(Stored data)
=====
//! Text cleanup and accent folding.

use std::sync::LazyLock;

use regex::Regex;

/// CNPJ-shaped token, formatted or as 14 bare digits.
pub static CNPJ_PATTERN: LazyLock<Regex> = LazyLock::new(|| {
    Regex::new(r"\b\d{2}\.?\d{3}\.?\d{3}\s?/\s?\d{4}-?\d{2}\b|\b\d{14}\b").unwrap()
});

/// CPF-shaped token.
pub static CPF_PATTERN: LazyLock<Regex> =
    LazyLock::new(|| Regex::new(r"\b\d{3}\.\d{3}\.\d{3}-\d{2}\b|\b\d{11}\b").unwrap());

/// Fold one character: strip Portuguese diacritics and uppercase ASCII.
///
/// Always maps one char to one char, so char offsets in the folded string
/// line up with the original.
fn fold_char(c: char) -> char {
    match c {
        'á' | 'à' | 'â' | 'ã' | 'ä' | 'Á' | 'À' | 'Â' | 'Ã' | 'Ä' | 'ª' => 'A',
        'é' | 'è' | 'ê' | 'ë' | 'É' | 'È' | 'Ê' | 'Ë' => 'E',
        'í' | 'ì' | 'î' | 'ï' | 'Í' | 'Ì' | 'Î' | 'Ï' => 'I',
        'ó' | 'ò' | 'ô' | 'õ' | 'ö' | 'Ó' | 'Ò' | 'Ô' | 'Õ' | 'Ö' | 'º' | '°' => 'O',
        'ú' | 'ù' | 'û' | 'ü' | 'Ú' | 'Ù' | 'Û' | 'Ü' => 'U',
        'ç' | 'Ç' => 'C',
        'ñ' | 'Ñ' => 'N',
        other => other.to_ascii_uppercase(),
    }
}

/// Accent-strip and uppercase `s` for label matching.
pub fn fold(s: &str) -> String {
    s.chars().map(fold_char).collect()
}

/// Normalize a label for key comparison: folded, lowercase, punctuation
/// removed, whitespace collapsed.
pub fn normalize_key(s: &str) -> String {
    let cleaned: String = fold(s)
        .chars()
        .map(|c| {
            if c.is_ascii_alphanumeric() {
                c.to_ascii_lowercase()
            } else {
                ' '
            }
        })
        .collect();
    collapse_whitespace(&cleaned)
}

/// Trim and collapse internal whitespace runs to single spaces.
pub fn collapse_whitespace(s: &str) -> String {
    s.split_whitespace().collect::<Vec<_>>().join(" ")
}

/// Count of non-whitespace characters.
pub fn non_whitespace_len(s: &str) -> usize {
    s.chars().filter(|c| !c.is_whitespace()).count()
}

/// How many of `keywords` occur in `text` (accent/case-insensitive).
pub fn keyword_hits(text: &str, keywords: &[String]) -> usize {
    let folded = fold(text);
    keywords
        .iter()
        .filter(|k| !k.is_empty() && folded.contains(&fold(k)))
        .count()
}

/// Normalize line endings and odd whitespace, keeping column spacing.
///
/// Runs of two or more spaces separate columns in layout text, so internal
/// spacing is preserved; only trailing whitespace is dropped.
pub fn clean_text(raw: &str) -> String {
    let unified = raw
        .replace("\r\n", "\n")
        .replace(['\r', '\x0c'], "\n")
        .replace('\t', "  ")
        .replace(['\u{a0}', '\u{202f}', '\u{2007}'], " ");

    let mut lines: Vec<&str> = unified.lines().map(str::trim_end).collect();
    while lines.last().is_some_and(|l| l.is_empty()) {
        lines.pop();
    }
    lines.join("\n")
}

/// Drop a second printed copy of the same voucher.
///
/// Some payroll systems print the employee and employer copies on one page.
/// If a trailer anchor (such as the signature declaration) occurs twice, the
/// text is cut after the first occurrence. Otherwise, if the first line
/// carrying a CNPJ reappears verbatim later, the text is cut before the
/// repeat.
pub fn dedupe_voucher(text: &str, anchors: &[String]) -> String {
    let lines: Vec<&str> = text.lines().collect();
    let folded: Vec<String> = lines.iter().map(|l| fold(l)).collect();

    for anchor in anchors {
        let anchor = fold(anchor);
        if anchor.is_empty() {
            continue;
        }
        let hits: Vec<usize> = folded
            .iter()
            .enumerate()
            .filter(|(_, l)| l.contains(&anchor))
            .map(|(i, _)| i)
            .collect();
        if hits.len() >= 2 {
            return lines[..=hits[0]].join("\n");
        }
    }

    let cnpj_lines: Vec<usize> = lines
        .iter()
        .enumerate()
        .filter(|(_, l)| CNPJ_PATTERN.is_match(l))
        .map(|(i, _)| i)
        .collect();
    if let Some(&first) = cnpj_lines.first() {
        let first_key = collapse_whitespace(&folded[first]);
        if let Some(&repeat) = cnpj_lines[1..]
            .iter()
            .find(|&&i| collapse_whitespace(&folded[i]) == first_key)
        {
            return lines[..repeat].join("\n");
        }
    }

    text.to_string()
}

#[cfg(test)]
mod tests {
    use super::*;

    #[test]
    fn test_fold_preserves_char_count() {
        let original = "Salário Líquido – Março nº 12";
        let folded = fold(original);
        assert_eq!(folded.chars().count(), original.chars().count());
        assert!(folded.starts_with("SALARIO LIQUIDO"));
        assert!(folded.contains("MARCO NO 12"));
    }

    #[test]
    fn test_normalize_key() {
        assert_eq!(normalize_key("Líquido a Receber:"), "liquido a receber");
        assert_eq!(normalize_key("  CNPJ / CPF "), "cnpj cpf");
    }

    #[test]
    fn test_clean_text_keeps_columns() {
        let cleaned = clean_text("001  SALARIO\t2.000,00  \r\n\u{a0}\x0cNEXT\n\n");
        assert_eq!(cleaned, "001  SALARIO  2.000,00\n\nNEXT");
    }

    #[test]
    fn test_keyword_hits() {
        let keywords: Vec<String> = ["CNPJ", "LIQUIDO", "VENCIMENTOS", "CPF"]
            .iter()
            .map(|s| s.to_string())
            .collect();
        assert_eq!(keyword_hits("cnpj ... Líquido a receber", &keywords), 2);
        assert_eq!(keyword_hits("", &keywords), 0);
    }

    #[test]
    fn test_dedupe_by_anchor() {
        let anchors = vec!["DECLARO TER RECEBIDO".to_string()];
        let text = "EMPRESA X\nLIQUIDO 100,00\nDeclaro ter recebido\nEMPRESA X\nLIQUIDO 100,00\nDECLARO TER RECEBIDO";
        assert_eq!(
            dedupe_voucher(text, &anchors),
            "EMPRESA X\nLIQUIDO 100,00\nDeclaro ter recebido"
        );
    }

    #[test]
    fn test_dedupe_by_repeated_cnpj_line() {
        let text = "ACME LTDA\nCNPJ: 12.345.678/0001-90\nLIQUIDO 1,00\nACME LTDA\nCNPJ:  12.345.678/0001-90\nLIQUIDO 1,00";
        assert_eq!(
            dedupe_voucher(text, &[]),
            "ACME LTDA\nCNPJ: 12.345.678/0001-90\nLIQUIDO 1,00\nACME LTDA"
        );
    }

    #[test]
    fn test_dedupe_single_copy_untouched() {
        let text = "ACME LTDA\nCNPJ: 12.345.678/0001-90\nLIQUIDO 1,00";
        assert_eq!(dedupe_voucher(text, &["DECLARO".to_string()]), text);
    }

    #[test]
    fn test_cnpj_pattern() {
        assert!(CNPJ_PATTERN.is_match("12.345.678/0001-90"));
        assert!(CNPJ_PATTERN.is_match("12345678000190"));
        assert!(!CNPJ_PATTERN.is_match("123.456.789-09"));
        assert!(CPF_PATTERN.is_match("123.456.789-09"));
    }
}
=====
* [WORK INSTRUCTIONS]: Starting at the line that has "let folded: Vec<String>" in the records above, restate word for word every line until the one that has "if let Some(&first)", and include that one as well.

* [OUTPUT OF THE TASK]:
    let folded: Vec<String> = lines.iter().map(|l| fold(l)).collect();

    for anchor in anchors {
        let anchor = fold(anchor);
        if anchor.is_empty() {
            continue;
        }
        let hits: Vec<usize> = folded
            .iter()
            .enumerate()
            .filter(|(_, l)| l.contains(&anchor))
            .map(|(i, _)| i)
            .collect();
        if hits.len() >= 2 {
            return lines[..=hits[0]].join("\n");
        }
    }

    let cnpj_lines: Vec<usize> = lines
        .iter()
        .enumerate()
        .filter(|(_, l)| CNPJ_PATTERN.is_match(l))
        .map(|(i, _)| i)
        .collect();
    if let Some(&first) = cnpj_lines.first() {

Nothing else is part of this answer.